The state's alternative school
system, which has seen a 23 percent increase in its population in the
past four years alone, overemphasizes punishment at the expense of
remediation while failing to provide its students with a quality
education, the report finds. Most of the students in the system are
students of color or have special needs.
The report's findings are just the
latest example of a disturbing national trend known as the "school to
prison pipeline," wherein students are over-aggressively funneled out
of mainstream public schools and pushed in the direction of the
juvenile and criminal justice systems.
"The goal of the alternative school
system in the state of Mississippi should be to help rescue students
who are on the verge of falling through the cracks, and help those
students to get on a track that will lead to their succeeding
academically and later on in life," said Jamie Dycus, an attorney with
the ACLU Racial Justice Program and the author of the report.
"Unfortunately, because too many alternative schools focus primarily on
simply punishing and isolating misbehaving students, downward cycles
that some kids may find themselves on are only exacerbated."
The report reveals a number of
troubling realities, including the fact that too many of the state's
alternative schools take an overwhelmingly punitive approach.
Alternative school students in DeSoto County, for example, are
prohibited from making friends with each other and are subjected to
daily, invasive body searches. Additionally, a vast majority of the
state's alternative schools are not providing a quality education. Too
many schools fail to provide state-mandated individual instructional
plans for each student, for example, and students in several districts
report never receiving homework, having shortened school days and being
allowed to sleep while in class.
Entitled "Missing the Mark:
Alternative Schools in the State of Mississippi," the report is the
result of a year-long research effort by the ACLU and includes findings
based on dozens of interviews with students, parents, educators and
advocates, as well as analysis of thousands of pages of public records.
Mississippi's own dropout prevention
plan describes alternative schools as places that provide "potential
dropouts a variety of options that can lead to graduation." But the
ACLU report makes clear that the state's alternative schools are not
meeting that objective. In Madison County, 36 percent of students
referred to an alternative school during the 2005-06 academic year
dropped out of school that same year. In Picayune County, 12 percent of
the students referred to an alternative school during the 2004-05 and
2006-07 school years were referred there at least twice. And students
in Vicksburg, Picayune and DeSoto Counties reported being warehoused in
alternative schools for as many as four years at a time.
"It is clear that our alternative
school system is failing the most vulnerable of our state's children,"
said Nsombi Lambright, Executive Director of the ACLU of Mississippi.

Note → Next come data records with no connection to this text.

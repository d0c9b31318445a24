use crate::gff::GffWriter;
use crate::locus::Locus;
use anyhow::{Context, Result};
use std::fs::File;
use std::io::BufWriter;
use std::path::{Path, PathBuf};

/// Final counts reported after the partitioned run.
#[derive(Debug, Default)]
pub struct BundleStats {
    pub transcripts: u64,
    pub loci: u64,
    pub bundles: u64,
}

/// Accumulates consecutive loci and flushes them as size-bounded bundles,
/// one uniquely named GFF file per bundle under `out_dir`.
///
/// A bundle flushes when the cached transcript count would exceed
/// `min_bundle`, or immediately when a single locus alone exceeds it; a
/// trailing partial bundle is flushed at end of stream. With `min_bundle`
/// of zero every locus becomes its own bundle.
pub struct BundleWriter {
    out_dir: PathBuf,
    min_bundle: u64,
    cache: Vec<Locus>,
    pending: u64,
    bundle_count: u64,
    transcripts: u64,
    loci: u64,
}

impl BundleWriter {
    pub fn new(out_dir: &Path, min_bundle: u64) -> Result<Self> {
        std::fs::create_dir_all(out_dir).with_context(|| {
            format!(
                "could not create GFF output directory {}",
                out_dir.display()
            )
        })?;
        Ok(Self {
            out_dir: out_dir.to_path_buf(),
            min_bundle,
            cache: Vec::new(),
            pending: 0,
            bundle_count: 0,
            transcripts: 0,
            loci: 0,
        })
    }

    pub fn push(&mut self, locus: Locus) -> Result<()> {
        self.transcripts += locus.size;
        self.loci += 1;

        if locus.size > self.min_bundle {
            self.cache.push(locus);
            return self.flush();
        }
        if self.pending + locus.size > self.min_bundle {
            self.flush()?;
        }
        self.pending += locus.size;
        self.cache.push(locus);
        Ok(())
    }

    /// Write any trailing partial bundle and return the final counts.
    pub fn finish(mut self) -> Result<BundleStats> {
        self.flush()?;
        Ok(BundleStats {
            transcripts: self.transcripts,
            loci: self.loci,
            bundles: self.bundle_count,
        })
    }

    fn flush(&mut self) -> Result<()> {
        let (Some(first), Some(last)) = (self.cache.first(), self.cache.last()) else {
            return Ok(());
        };
        // Zero-padded index keeps directory listings in emission order.
        let name = format!(
            "{:09}_{}:{}:{}_bundle.gff",
            self.bundle_count, last.chrom, first.start, last.end
        );
        let path = self.out_dir.join(name);
        let file = File::create(&path)
            .with_context(|| format!("could not create GFF output file {}", path.display()))?;
        let mut writer = GffWriter::new(BufWriter::new(file));
        for locus in &self.cache {
            writer.write_all(&locus.feats)?;
        }
        writer.flush()?;

        self.cache.clear();
        self.pending = 0;
        self.bundle_count += 1;
        Ok(())
    }
}
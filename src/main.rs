mod bam_input;
mod bundle;
mod cli;
mod exons;
mod gff;
mod locus;
mod pipeline;
mod strand;
mod transcript;

use anyhow::Result;
use clap::Parser;
use mimalloc::MiMalloc;
use tracing_subscriber::EnvFilter;

#[global_allocator]
static GLOBAL: MiMalloc = MiMalloc;

fn main() -> Result<()> {
    let args = cli::Args::parse();

    // Logging goes to stderr; stdout carries GFF in stream mode.
    let filter = EnvFilter::try_from_default_env().unwrap_or_else(|_| {
        if args.quiet {
            EnvFilter::new("warn")
        } else {
            EnvFilter::new("info")
        }
    });
    tracing_subscriber::fmt()
        .with_env_filter(filter)
        .with_writer(std::io::stderr)
        .init();

    let mut bam = bam_input::open_bam(&args.in_bam, args.threads)?;
    let stats = pipeline::run(&args, &mut bam)?;

    if args.out_dir.is_some() {
        tracing::info!(
            transcripts = stats.transcripts,
            loci = stats.loci,
            bundles = stats.bundles,
            total_reads = stats.total_reads,
            skipped_reads = stats.skipped_reads,
            zero_len_exons = stats.zero_len_exons,
            "spliced-bam2gff-rs: processing complete"
        );
    } else {
        tracing::info!(
            transcripts = stats.transcripts,
            total_reads = stats.total_reads,
            skipped_reads = stats.skipped_reads,
            zero_len_exons = stats.zero_len_exons,
            "spliced-bam2gff-rs: processing complete"
        );
    }
    Ok(())
}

"Students who struggle with behavioral problems or learning
disabilities deserve to be given the special attention they need to
ensure they become well-educated, productive members of society.
Instead, they are being increasingly marginalized and left behind."
The report also reveals that the
state's alternative school system disproportionately impacts students
of color. Statewide, the per capita rate of alternative school referral
among African American students was twice that among white students
between 2004-05 and 2007-08. During the 2007-08 academic year, the
referral rate was four times higher for African American students in
Vicksburg, six times higher in Jackson and seven times higher in
Madison County.
A copy of the ACLU report, "Missing the Mark: Alternative Schools in the State of Mississippi" is available online at: www.aclu.org/crimjustice/juv/38800pub20090224.html
Additional information about the ACLU Racial Justice Program is available online at: www.aclu.org/racialjustice
Additional information about the ACLU of Mississippi is available online at: www.msaclu.org
The American Civil Liberties Union was founded in 1920 and is our nation's guardian of liberty. The ACLU works in the courts, legislatures and communities to defend and preserve the individual rights and liberties guaranteed to all people in this country by the Constitution and laws of the United States.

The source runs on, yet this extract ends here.